--- Task instructions ---
Report all lines of the data below that hold the word "PartialEq".

***** Records provided *****

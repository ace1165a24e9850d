//! Pipeline-specific error types.

use crate::pipeline::id::NodeId;
use crate::region::{Region, RegionError};
use std::path::PathBuf;
use thiserror::Error;

/// Errors that can occur within the pipeline system.
///
/// `InvalidRegion`, `UnsatisfiedInput` and `StaleDisconnectedObject` are
/// contract violations: they abort the running update and are never
/// recovered inside the engine.
#[derive(Error, Debug)]
pub enum PipelineError {
    #[error("Invalid region on {node:?}: requested {requested} is outside largest possible {largest}")]
    InvalidRegion {
        node: Option<NodeId>,
        requested: Region,
        largest: Region,
    },

    #[error("Unsatisfied input '{port}' of node {node:?}: {reason}")]
    UnsatisfiedInput {
        node: NodeId,
        port: &'static str,
        reason: String,
    },

    #[error("Empty input: {0}")]
    EmptyInput(String),

    #[error("Size mismatch in {file:?}: expected {expected:?}, found {found:?}")]
    SizeMismatch {
        file: PathBuf,
        expected: Vec<usize>,
        found: Vec<usize>,
    },

    #[error("Input '{port}' of node {node:?} spans {found}, expected {expected}")]
    ExtentMismatch {
        node: NodeId,
        port: &'static str,
        expected: Region,
        found: Region,
    },

    #[error("Length mismatch in {what}: expected {expected}, found {found}")]
    LengthMismatch {
        what: &'static str,
        expected: usize,
        found: usize,
    },

    #[error("Data object was disconnected from its producer and cannot be updated")]
    StaleDisconnectedObject,

    #[error("Node {node_id:?} error: {message}")]
    Node { node_id: NodeId, message: String },

    #[error("Unknown node {0:?}")]
    UnknownNode(NodeId),

    #[error("Node {node:?} has no {direction} port named '{name}'")]
    UnknownPort {
        node: NodeId,
        direction: &'static str,
        name: String,
    },

    #[error("Invalid edge: {0}")]
    InvalidEdge(String),

    #[error("Cycle detected in pipeline graph")]
    CycleDetected,

    #[error("Port mismatch: {0}")]
    PortMismatch(String),

    #[error("Unsupported slice format '{0}'")]
    UnsupportedFormat(String),

    #[error("Slice decode error in {file:?}: {message}")]
    Decode { file: PathBuf, message: String },

    #[error(transparent)]
    Region(#[from] RegionError),

    #[error("IO error: {0}")]
    Io(#[from] std::io::Error),

    #[error("Worker channel closed")]
    Channel,
}

pub type PipelineResult<T> = std::result::Result<T, PipelineError>;
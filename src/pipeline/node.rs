//! Node abstraction for the pipeline.
//!
//! Two-layer design:
//! - **`NodePlugin` trait**: the four-phase capability every node implements,
//!   and the extension point for user-defined nodes.
//! - **`BuiltinNode` enum**: all built-in nodes, dispatched by match so the
//!   hot path does not go through a vtable.
//!
//! `AnyNode` wraps either variant so the pipeline can handle both uniformly.

use crate::image::ImageInfo;
use crate::pipeline::context::{
    default_input_requested_regions, default_output_information, InformationContext,
    RegionContext, RegionRequest,
};
use crate::pipeline::error::PipelineResult;
use crate::pipeline::nodes::{
    BinaryArithmeticNode, ComplexMultiplyNode, ForwardFftNode, ImageSourceNode, InverseFftNode,
    PadNode, RichardsonLucyNode, SeriesReaderNode, UnaryFunctorNode,
};
use crate::pipeline::port::PortDescriptor;
use crate::region::Region;

/// Parameter values that can be sent to nodes.
#[derive(Debug, Clone, PartialEq)]
pub enum ConfigValue {
    Bool(bool),
    Int(i64),
    Float(f64),
    String(String),
}

impl ConfigValue {
    pub fn as_bool(&self) -> Option<bool> {
        match self {
            ConfigValue::Bool(v) => Some(*v),
            _ => None,
        }
    }

    pub fn as_int(&self) -> Option<i64> {
        match self {
            ConfigValue::Int(v) => Some(*v),
            _ => None,
        }
    }

    /// Floats, and integers widened to floats.
    pub fn as_float(&self) -> Option<f64> {
        match self {
            ConfigValue::Float(v) => Some(*v),
            ConfigValue::Int(v) => Some(*v as f64),
            _ => None,
        }
    }

    pub fn as_str(&self) -> Option<&str> {
        match self {
            ConfigValue::String(v) => Some(v),
            _ => None,
        }
    }
}

/// How the engine may schedule `generate_data` for a node.
#[derive(Debug, Clone, Copy, PartialEq, Eq)]
pub enum Threading {
    /// Disjoint pieces of the output region, possibly in parallel.
    Split,
    /// One call covering every output's whole requested region.
    Whole,
}

/// The four-phase node contract.
///
/// `generate_data` takes `&self` and must be safe to run concurrently on
/// disjoint pieces; nodes mutate state only through `on_config_change`.
pub trait NodePlugin: Send + Sync {
    /// Human-readable name of this node.
    fn name(&self) -> &str;

    /// Port descriptors for this node.
    fn ports(&self) -> &[PortDescriptor];

    fn threading(&self) -> Threading {
        Threading::Split
    }

    /// Largest possible region and metadata of each output.
    fn generate_output_information(&self, ctx: &InformationContext) -> PipelineResult<Vec<ImageInfo>> {
        default_output_information(self.ports(), ctx)
    }

    /// Grow the outputs' requested regions beyond what consumers asked for.
    fn enlarge_output_requested_region(&self, _requested: &mut [Region], _infos: &[ImageInfo]) {}

    /// Region needed from each input to produce the requested outputs.
    fn generate_input_requested_region(&self, req: &RegionRequest) -> Vec<Option<Region>> {
        default_input_requested_regions(req)
    }

    /// Fill the outputs for `ctx.region`.
    fn generate_data(&self, ctx: &mut RegionContext) -> PipelineResult<()>;

    /// Apply a parameter change. Returns whether the key was recognised,
    /// in which case the pipeline marks the node modified.
    fn on_config_change(&mut self, _key: &str, _value: &ConfigValue) -> bool {
        false
    }
}

/// Enum dispatch for built-in nodes.
pub enum BuiltinNode {
    ImageSource(ImageSourceNode),
    UnaryFunctor(UnaryFunctorNode),
    BinaryArithmetic(BinaryArithmeticNode),
    ComplexMultiply(ComplexMultiplyNode),
    ForwardFft(ForwardFftNode),
    InverseFft(InverseFftNode),
    Pad(PadNode),
    RichardsonLucy(RichardsonLucyNode),
    SeriesReader(SeriesReaderNode),
}

macro_rules! dispatch {
    ($self:expr, $n:ident => $body:expr) => {
        match $self {
            BuiltinNode::ImageSource($n) => $body,
            BuiltinNode::UnaryFunctor($n) => $body,
            BuiltinNode::BinaryArithmetic($n) => $body,
            BuiltinNode::ComplexMultiply($n) => $body,
            BuiltinNode::ForwardFft($n) => $body,
            BuiltinNode::InverseFft($n) => $body,
            BuiltinNode::Pad($n) => $body,
            BuiltinNode::RichardsonLucy($n) => $body,
            BuiltinNode::SeriesReader($n) => $body,
        }
    };
}

impl BuiltinNode {
    pub fn name(&self) -> &str {
        dispatch!(self, n => n.name())
    }

    pub fn ports(&self) -> &[PortDescriptor] {
        dispatch!(self, n => n.ports())
    }

    pub fn threading(&self) -> Threading {
        dispatch!(self, n => n.threading())
    }

    pub fn generate_output_information(&self, ctx: &InformationContext) -> PipelineResult<Vec<ImageInfo>> {
        dispatch!(self, n => n.generate_output_information(ctx))
    }

    pub fn enlarge_output_requested_region(&self, requested: &mut [Region], infos: &[ImageInfo]) {
        dispatch!(self, n => n.enlarge_output_requested_region(requested, infos))
    }

    pub fn generate_input_requested_region(&self, req: &RegionRequest) -> Vec<Option<Region>> {
        dispatch!(self, n => n.generate_input_requested_region(req))
    }

    pub fn generate_data(&self, ctx: &mut RegionContext) -> PipelineResult<()> {
        dispatch!(self, n => n.generate_data(ctx))
    }

    pub fn on_config_change(&mut self, key: &str, value: &ConfigValue) -> bool {
        dispatch!(self, n => n.on_config_change(key, value))
    }
}

/// Wrapper that holds either a built-in node (enum dispatch) or a plugin (trait object).
pub enum AnyNode {
    Builtin(BuiltinNode),
    Plugin(Box<dyn NodePlugin>),
}

impl AnyNode {
    pub fn name(&self) -> &str {
        match self {
            AnyNode::Builtin(n) => n.name(),
            AnyNode::Plugin(n) => n.name(),
        }
    }

    pub fn ports(&self) -> &[PortDescriptor] {
        match self {
            AnyNode::Builtin(n) => n.ports(),
            AnyNode::Plugin(n) => n.ports(),
        }
    }

    pub fn threading(&self) -> Threading {
        match self {
            AnyNode::Builtin(n) => n.threading(),
            AnyNode::Plugin(n) => n.threading(),
        }
    }

    pub fn generate_output_information(&self, ctx: &InformationContext) -> PipelineResult<Vec<ImageInfo>> {
        match self {
            AnyNode::Builtin(n) => n.generate_output_information(ctx),
            AnyNode::Plugin(n) => n.generate_output_information(ctx),
        }
    }

    pub fn enlarge_output_requested_region(&self, requested: &mut [Region], infos: &[ImageInfo]) {
        match self {
            AnyNode::Builtin(n) => n.enlarge_output_requested_region(requested, infos),
            AnyNode::Plugin(n) => n.enlarge_output_requested_region(requested, infos),
        }
    }

    pub fn generate_input_requested_region(&self, req: &RegionRequest) -> Vec<Option<Region>> {
        match self {
            AnyNode::Builtin(n) => n.generate_input_requested_region(req),
            AnyNode::Plugin(n) => n.generate_input_requested_region(req),
        }
    }

    pub fn generate_data(&self, ctx: &mut RegionContext) -> PipelineResult<()> {
        match self {
            AnyNode::Builtin(n) => n.generate_data(ctx),
            AnyNode::Plugin(n) => n.generate_data(ctx),
        }
    }

    pub fn on_config_change(&mut self, key: &str, value: &ConfigValue) -> bool {
        match self {
            AnyNode::Builtin(n) => n.on_config_change(key, value),
            AnyNode::Plugin(n) => n.on_config_change(key, value),
        }
    }
}

impl From<BuiltinNode> for AnyNode {
    fn from(node: BuiltinNode) -> Self {
        AnyNode::Builtin(node)
    }
}

impl From<Box<dyn NodePlugin>> for AnyNode {
    fn from(node: Box<dyn NodePlugin>) -> Self {
        AnyNode::Plugin(node)
    }
}

#[cfg(test)]
mod tests {
    use super::*;

    #[test]
    fn test_config_value_accessors() {
        assert_eq!(ConfigValue::Bool(true).as_bool(), Some(true));
        assert_eq!(ConfigValue::Int(42).as_int(), Some(42));
        assert_eq!(ConfigValue::Int(2).as_float(), Some(2.0));
        assert_eq!(ConfigValue::Float(0.25).as_float(), Some(0.25));
        assert_eq!(ConfigValue::String("zero".into()).as_str(), Some("zero"));
        assert_eq!(ConfigValue::Bool(true).as_int(), None);
    }
}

*****

--- Response area ---
#[derive(Debug, Clone, PartialEq)]
#[derive(Debug, Clone, Copy, PartialEq, Eq)]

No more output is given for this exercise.